→ **Work instructions**
All of the data below should be returned exactly.

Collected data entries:
+ + +
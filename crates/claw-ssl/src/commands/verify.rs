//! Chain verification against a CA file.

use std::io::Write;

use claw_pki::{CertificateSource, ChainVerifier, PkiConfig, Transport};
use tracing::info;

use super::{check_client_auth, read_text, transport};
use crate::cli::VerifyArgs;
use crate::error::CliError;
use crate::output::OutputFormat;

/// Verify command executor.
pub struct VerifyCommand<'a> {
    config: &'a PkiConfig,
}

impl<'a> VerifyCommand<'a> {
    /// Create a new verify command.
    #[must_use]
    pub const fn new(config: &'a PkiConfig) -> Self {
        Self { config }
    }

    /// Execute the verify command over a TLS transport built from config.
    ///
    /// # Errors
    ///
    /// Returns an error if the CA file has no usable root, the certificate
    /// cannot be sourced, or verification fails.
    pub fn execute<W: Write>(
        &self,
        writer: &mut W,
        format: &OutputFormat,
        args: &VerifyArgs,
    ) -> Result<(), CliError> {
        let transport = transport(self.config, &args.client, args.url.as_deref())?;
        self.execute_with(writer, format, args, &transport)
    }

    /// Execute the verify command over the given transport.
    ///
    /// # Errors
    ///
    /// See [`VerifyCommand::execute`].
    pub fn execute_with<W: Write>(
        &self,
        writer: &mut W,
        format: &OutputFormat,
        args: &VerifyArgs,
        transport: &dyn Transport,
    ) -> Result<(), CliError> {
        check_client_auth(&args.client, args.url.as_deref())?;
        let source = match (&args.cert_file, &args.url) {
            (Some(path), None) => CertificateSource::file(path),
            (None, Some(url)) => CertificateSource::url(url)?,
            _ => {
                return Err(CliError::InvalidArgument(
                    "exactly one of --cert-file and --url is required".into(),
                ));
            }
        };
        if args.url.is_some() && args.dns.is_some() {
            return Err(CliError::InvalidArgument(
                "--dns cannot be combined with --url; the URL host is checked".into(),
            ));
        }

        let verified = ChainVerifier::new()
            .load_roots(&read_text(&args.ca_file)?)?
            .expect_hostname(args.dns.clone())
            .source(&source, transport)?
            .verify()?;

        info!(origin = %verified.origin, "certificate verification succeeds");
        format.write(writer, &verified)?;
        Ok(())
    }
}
+ + +
→ **Task response**
filename crates/claw-ssl/src/commands/verify.rs
//! Chain verification against a CA file.

use std::io::Write;

use claw_pki::{CertificateSource, ChainVerifier, PkiConfig, Transport};
use tracing::info;

use super::{check_client_auth, read_text, transport};
use crate::cli::VerifyArgs;
use crate::error::CliError;
use crate::output::OutputFormat;

/// Verify command executor.
pub struct VerifyCommand<'a> {
    config: &'a PkiConfig,
}

impl<'a> VerifyCommand<'a> {
    /// Create a new verify command.
    #[must_use]
    pub const fn new(config: &'a PkiConfig) -> Self {
        Self { config }
    }

    /// Execute the verify command over a TLS transport built from config.
    ///
    /// # Errors
    ///
    /// Returns an error if the CA file has no usable root, the certificate
    /// cannot be sourced, or verification fails.
    pub fn execute<W: Write>(
        &self,
        writer: &mut W,
        format: &OutputFormat,
        args: &VerifyArgs,
    ) -> Result<(), CliError> {
        let transport = transport(self.config, &args.client, args.url.as_deref())?;
        self.execute_with(writer, format, args, &transport)
    }

    /// Execute the verify command over the given transport.
    ///
    /// # Errors
    ///
    /// See [`VerifyCommand::execute`].
    pub fn execute_with<W: Write>(
        &self,
        writer: &mut W,
        format: &OutputFormat,
        args: &VerifyArgs,
        transport: &dyn Transport,
    ) -> Result<(), CliError> {
        check_client_auth(&args.client, args.url.as_deref())?;
        let source = match (&args.cert_file, &args.url) {
            (Some(path), None) => CertificateSource::file(path),
            (None, Some(url)) => CertificateSource::url(url)?,
            _ => {
                return Err(CliError::InvalidArgument(
                    "exactly one of --cert-file and --url is required".into(),
                ));
            }
        };
        if args.url.is_some() && args.dns.is_some() {
            return Err(CliError::InvalidArgument(
                "--dns cannot be combined with --url; the URL host is checked".into(),
            ));
        }

        let verified = ChainVerifier::new()
            .load_roots(&read_text(&args.ca_file)?)?
            .expect_hostname(args.dns.clone())
            .source(&source, transport)?
            .verify()?;

        info!(origin = %verified.origin, "certificate verification succeeds");
        format.write(writer, &verified)?;
        Ok(())
    }
}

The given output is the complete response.